[[ MATERIAL TO PROCESS, beginning ]]

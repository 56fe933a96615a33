//! Stub platform for desktop development and tests
//!
//! Resolves every request immediately. Failures can be scripted to
//! exercise the fallback paths of session setup.

use std::collections::BTreeSet;

use crate::{
    HitTestSourceId, ReferenceSpace, Result, SessionInit, SessionState, XrError, XrPlatform,
};

/// Stub XR platform
#[derive(Debug, Clone)]
pub struct StubPlatform {
    supported: bool,
    session_failure: Option<String>,
    hit_test_failure: Option<String>,
    state: SessionState,
    next_source: u32,
    active_sources: BTreeSet<HitTestSourceId>,
    cancelled_sources: Vec<HitTestSourceId>,
}

impl StubPlatform {
    /// Create a stub that supports immersive AR
    pub fn new() -> Self {
        Self {
            supported: true,
            session_failure: None,
            hit_test_failure: None,
            state: SessionState::Idle,
            next_source: 1,
            active_sources: BTreeSet::new(),
            cancelled_sources: Vec::new(),
        }
    }

    /// A platform without immersive AR
    pub fn unsupported() -> Self {
        Self {
            supported: false,
            ..Self::new()
        }
    }

    /// Reject session requests with the given reason
    pub fn with_session_failure(mut self, reason: impl Into<String>) -> Self {
        self.session_failure = Some(reason.into());
        self
    }

    /// Reject hit-test source requests with the given reason
    pub fn with_hit_test_failure(mut self, reason: impl Into<String>) -> Self {
        self.hit_test_failure = Some(reason.into());
        self
    }

    /// Hit-test sources that were requested and not cancelled
    pub fn active_sources(&self) -> &BTreeSet<HitTestSourceId> {
        &self.active_sources
    }

    /// Hit-test sources cancelled so far, in cancellation order
    pub fn cancelled_sources(&self) -> &[HitTestSourceId] {
        &self.cancelled_sources
    }

    fn allocate_source(&mut self) -> Result<HitTestSourceId> {
        if self.state != SessionState::Running {
            return Err(XrError::NoSession);
        }
        if let Some(reason) = &self.hit_test_failure {
            return Err(XrError::HitTestSourceFailed(reason.clone()));
        }
        let id = HitTestSourceId(self.next_source);
        self.next_source += 1;
        self.active_sources.insert(id);
        Ok(id)
    }
}

impl Default for StubPlatform {
    fn default() -> Self {
        Self::new()
    }
}

impl XrPlatform for StubPlatform {
    fn name(&self) -> &str {
        "stub"
    }

    async fn is_session_supported(&self) -> bool {
        self.supported
    }

    async fn request_session(&mut self, init: &SessionInit) -> Result<()> {
        if !self.supported {
            return Err(XrError::NotSupported("immersive-ar".into()));
        }
        if let Some(reason) = &self.session_failure {
            return Err(XrError::SessionRequestFailed(reason.clone()));
        }
        log::debug!(
            "Stub session started with features {:?}",
            init.required_features
        );
        self.state = SessionState::Running;
        Ok(())
    }

    async fn request_hit_test_source(&mut self, _space: ReferenceSpace) -> Result<HitTestSourceId> {
        self.allocate_source()
    }

    async fn request_transient_hit_test_source(&mut self, _profile: &str) -> Result<HitTestSourceId> {
        self.allocate_source()
    }

    fn cancel_hit_test_source(&mut self, id: HitTestSourceId) {
        if self.active_sources.remove(&id) {
            self.cancelled_sources.push(id);
        }
    }

    async fn end_session(&mut self) -> Result<()> {
        match self.state {
            SessionState::Running => {
                self.state = SessionState::Ended;
                Ok(())
            }
            SessionState::Ended => Err(XrError::SessionEnded),
            SessionState::Idle => Err(XrError::NoSession),
        }
    }

    fn session_state(&self) -> SessionState {
        self.state
    }
}
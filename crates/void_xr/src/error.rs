//! XR platform errors

use thiserror::Error;

/// Errors raised by the XR platform during session setup and teardown.
///
/// Nothing in the per-frame path returns these; missing frame data is
/// represented with `Option` instead.
#[derive(Debug, Clone, PartialEq, Eq, Error)]
pub enum XrError {
    /// The platform cannot provide an immersive AR session
    #[error("Not supported: {0}")]
    NotSupported(String),

    /// The session request was rejected
    #[error("Session request failed: {0}")]
    SessionRequestFailed(String),

    /// A hit-test source could not be created
    #[error("Hit-test source request failed: {0}")]
    HitTestSourceFailed(String),

    /// The operation needs a running session
    #[error("No running XR session")]
    NoSession,

    /// The session already ended
    #[error("XR session already ended")]
    SessionEnded,
}

/// Result type for XR platform operations
pub type Result<T> = std::result::Result<T, XrError>;
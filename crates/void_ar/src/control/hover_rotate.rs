//! Free rotation for a model hovering in front of the camera

use glam::{Quat, Vec2};
use void_math::consts::PI;

use super::{ArControl, ControlState, RotationSmoother};
use crate::context::{aspect_corrected, ControlInput, XrRenderContext};
use crate::gesture::Gesture;

/// Horizontal drags turn the model about the camera's up axis, vertical
/// drags about the camera's right axis. A drag across the full screen
/// width turns it by half a revolution.
#[derive(Debug, Clone)]
pub struct HoverRotateControl {
    state: ControlState,
    rotate_speed: f32,
    prev_pos: Option<Vec2>,
    smoother: RotationSmoother,
}

impl HoverRotateControl {
    pub fn new(rotate_speed: f32, duration_ms: f32) -> Self {
        Self {
            state: ControlState::new(),
            rotate_speed,
            prev_pos: None,
            smoother: RotationSmoother::new(duration_ms),
        }
    }

    pub fn update_rotation(&mut self, rotation: Quat) {
        self.smoother.reset(rotation);
    }

    pub fn target_rotation(&self) -> Quat {
        self.smoother.target()
    }
}

impl ArControl for HoverRotateControl {
    fn enabled(&self) -> bool {
        self.state.enabled
    }

    fn active(&self) -> bool {
        self.state.active
    }

    fn enable(&mut self) {
        self.state.enabled = true;
    }

    fn disable(&mut self) {
        self.state.disable();
        self.prev_pos = None;
    }

    fn activate(&mut self, ctx: &XrRenderContext<'_>, gesture: Gesture) {
        if !self.state.activate() {
            return;
        }
        log::debug!("Hover rotate activated by {:?}", gesture);
        self.smoother.reset(ctx.model.transform.rotation);
    }

    fn deactivate(&mut self) {
        self.state.active = false;
        self.prev_pos = None;
    }

    fn set_initial_pos(&mut self, ctx: &XrRenderContext<'_>, coords: &[Vec2]) {
        self.prev_pos = coords.first().map(|p| aspect_corrected(*p, ctx.aspect()));
    }

    fn process(&mut self, ctx: &XrRenderContext<'_>, input: &ControlInput) {
        if !self.state.is_running() {
            return;
        }
        let Some(current) = input.coords.first().map(|p| aspect_corrected(*p, ctx.aspect())) else {
            return;
        };
        let Some(prev) = self.prev_pos.replace(current) else {
            return;
        };

        let diff = current - prev;
        if diff == Vec2::ZERO {
            return;
        }

        let speed = PI * 0.5 * self.rotate_speed;
        let yaw = Quat::from_axis_angle(ctx.camera.up(), diff.x * speed);
        let pitch = Quat::from_axis_angle(ctx.camera.right(), -diff.y * speed);
        self.smoother.rotate_by(yaw * pitch);
    }

    fn update(&mut self, ctx: &mut XrRenderContext<'_>, delta_ms: f32) {
        if !self.state.is_running() {
            return;
        }
        ctx.model.transform.rotation = self.smoother.update(delta_ms);
    }
}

[[ MATERIAL TO PROCESS, end ]]

§ **TASK TO COMPLETE**
Each entry should be retyped exactly as given.

§ **ANSWER TO THIS EXERCISE**
repository 56fe933a96615a33
//! Stub platform for desktop development and tests
//!
//! Resolves every request immediately. Failures can be scripted to
//! exercise the fallback paths of session setup.

use std::collections::BTreeSet;

use crate::{
    HitTestSourceId, ReferenceSpace, Result, SessionInit, SessionState, XrError, XrPlatform,
};

/// Stub XR platform
#[derive(Debug, Clone)]
pub struct StubPlatform {
    supported: bool,
    session_failure: Option<String>,
    hit_test_failure: Option<String>,
    state: SessionState,
    next_source: u32,
    active_sources: BTreeSet<HitTestSourceId>,
    cancelled_sources: Vec<HitTestSourceId>,
}

impl StubPlatform {
    /// Create a stub that supports immersive AR
    pub fn new() -> Self {
        Self {
            supported: true,
            session_failure: None,
            hit_test_failure: None,
            state: SessionState::Idle,
            next_source: 1,
            active_sources: BTreeSet::new(),
            cancelled_sources: Vec::new(),
        }
    }

    /// A platform without immersive AR
    pub fn unsupported() -> Self {
        Self {
            supported: false,
            ..Self::new()
        }
    }

    /// Reject session requests with the given reason
    pub fn with_session_failure(mut self, reason: impl Into<String>) -> Self {
        self.session_failure = Some(reason.into());
        self
    }

    /// Reject hit-test source requests with the given reason
    pub fn with_hit_test_failure(mut self, reason: impl Into<String>) -> Self {
        self.hit_test_failure = Some(reason.into());
        self
    }

    /// Hit-test sources that were requested and not cancelled
    pub fn active_sources(&self) -> &BTreeSet<HitTestSourceId> {
        &self.active_sources
    }

    /// Hit-test sources cancelled so far, in cancellation order
    pub fn cancelled_sources(&self) -> &[HitTestSourceId] {
        &self.cancelled_sources
    }

    fn allocate_source(&mut self) -> Result<HitTestSourceId> {
        if self.state != SessionState::Running {
            return Err(XrError::NoSession);
        }
        if let Some(reason) = &self.hit_test_failure {
            return Err(XrError::HitTestSourceFailed(reason.clone()));
        }
        let id = HitTestSourceId(self.next_source);
        self.next_source += 1;
        self.active_sources.insert(id);
        Ok(id)
    }
}

impl Default for StubPlatform {
    fn default() -> Self {
        Self::new()
    }
}

impl XrPlatform for StubPlatform {
    fn name(&self) -> &str {
        "stub"
    }

    async fn is_session_supported(&self) -> bool {
        self.supported
    }

    async fn request_session(&mut self, init: &SessionInit) -> Result<()> {
        if !self.supported {
            return Err(XrError::NotSupported("immersive-ar".into()));
        }
        if let Some(reason) = &self.session_failure {
            return Err(XrError::SessionRequestFailed(reason.clone()));
        }
        log::debug!(
            "Stub session started with features {:?}",
            init.required_features
        );
        self.state = SessionState::Running;
        Ok(())
    }

    async fn request_hit_test_source(&mut self, _space: ReferenceSpace) -> Result<HitTestSourceId> {
        self.allocate_source()
    }

    async fn request_transient_hit_test_source(&mut self, _profile: &str) -> Result<HitTestSourceId> {
        self.allocate_source()
    }

    fn cancel_hit_test_source(&mut self, id: HitTestSourceId) {
        if self.active_sources.remove(&id) {
            self.cancelled_sources.push(id);
        }
    }

    async fn end_session(&mut self) -> Result<()> {
        match self.state {
            SessionState::Running => {
                self.state = SessionState::Ended;
                Ok(())
            }
            SessionState::Ended => Err(XrError::SessionEnded),
            SessionState::Idle => Err(XrError::NoSession),
        }
    }

    fn session_state(&self) -> SessionState {
        self.state
    }
}
filename crates/void_xr/src/error.rs
//! XR platform errors

use thiserror::Error;

/// Errors raised by the XR platform during session setup and teardown.
///
/// Nothing in the per-frame path returns these; missing frame data is
/// represented with `Option` instead.
#[derive(Debug, Clone, PartialEq, Eq, Error)]
pub enum XrError {
    /// The platform cannot provide an immersive AR session
    #[error("Not supported: {0}")]
    NotSupported(String),

    /// The session request was rejected
    #[error("Session request failed: {0}")]
    SessionRequestFailed(String),

    /// A hit-test source could not be created
    #[error("Hit-test source request failed: {0}")]
    HitTestSourceFailed(String),

    /// The operation needs a running session
    #[error("No running XR session")]
    NoSession,

    /// The session already ended
    #[error("XR session already ended")]
    SessionEnded,
}

/// Result type for XR platform operations
pub type Result<T> = std::result::Result<T, XrError>;
filename crates/void_ar/src/control/hover_rotate.rs
//! Free rotation for a model hovering in front of the camera

use glam::{Quat, Vec2};
use void_math::consts::PI;

use super::{ArControl, ControlState, RotationSmoother};
use crate::context::{aspect_corrected, ControlInput, XrRenderContext};
use crate::gesture::Gesture;

/// Horizontal drags turn the model about the camera's up axis, vertical
/// drags about the camera's right axis. A drag across the full screen
/// width turns it by half a revolution.
#[derive(Debug, Clone)]
pub struct HoverRotateControl {
    state: ControlState,
    rotate_speed: f32,
    prev_pos: Option<Vec2>,
    smoother: RotationSmoother,
}

impl HoverRotateControl {
    pub fn new(rotate_speed: f32, duration_ms: f32) -> Self {
        Self {
            state: ControlState::new(),
            rotate_speed,
            prev_pos: None,
            smoother: RotationSmoother::new(duration_ms),
        }
    }

    pub fn update_rotation(&mut self, rotation: Quat) {
        self.smoother.reset(rotation);
    }

    pub fn target_rotation(&self) -> Quat {
        self.smoother.target()
    }
}

impl ArControl for HoverRotateControl {
    fn enabled(&self) -> bool {
        self.state.enabled
    }

    fn active(&self) -> bool {
        self.state.active
    }

    fn enable(&mut self) {
        self.state.enabled = true;
    }

    fn disable(&mut self) {
        self.state.disable();
        self.prev_pos = None;
    }

    fn activate(&mut self, ctx: &XrRenderContext<'_>, gesture: Gesture) {
        if !self.state.activate() {
            return;
        }
        log::debug!("Hover rotate activated by {:?}", gesture);
        self.smoother.reset(ctx.model.transform.rotation);
    }

    fn deactivate(&mut self) {
        self.state.active = false;
        self.prev_pos = None;
    }

    fn set_initial_pos(&mut self, ctx: &XrRenderContext<'_>, coords: &[Vec2]) {
        self.prev_pos = coords.first().map(|p| aspect_corrected(*p, ctx.aspect()));
    }

    fn process(&mut self, ctx: &XrRenderContext<'_>, input: &ControlInput) {
        if !self.state.is_running() {
            return;
        }
        let Some(current) = input.coords.first().map(|p| aspect_corrected(*p, ctx.aspect())) else {
            return;
        };
        let Some(prev) = self.prev_pos.replace(current) else {
            return;
        };

        let diff = current - prev;
        if diff == Vec2::ZERO {
            return;
        }

        let speed = PI * 0.5 * self.rotate_speed;
        let yaw = Quat::from_axis_angle(ctx.camera.up(), diff.x * speed);
        let pitch = Quat::from_axis_angle(ctx.camera.right(), -diff.y * speed);
        self.smoother.rotate_by(yaw * pitch);
    }

    fn update(&mut self, ctx: &mut XrRenderContext<'_>, delta_ms: f32) {
        if !self.state.is_running() {
            return;
        }
        ctx.model.transform.rotation = self.smoother.update(delta_ms);
    }
}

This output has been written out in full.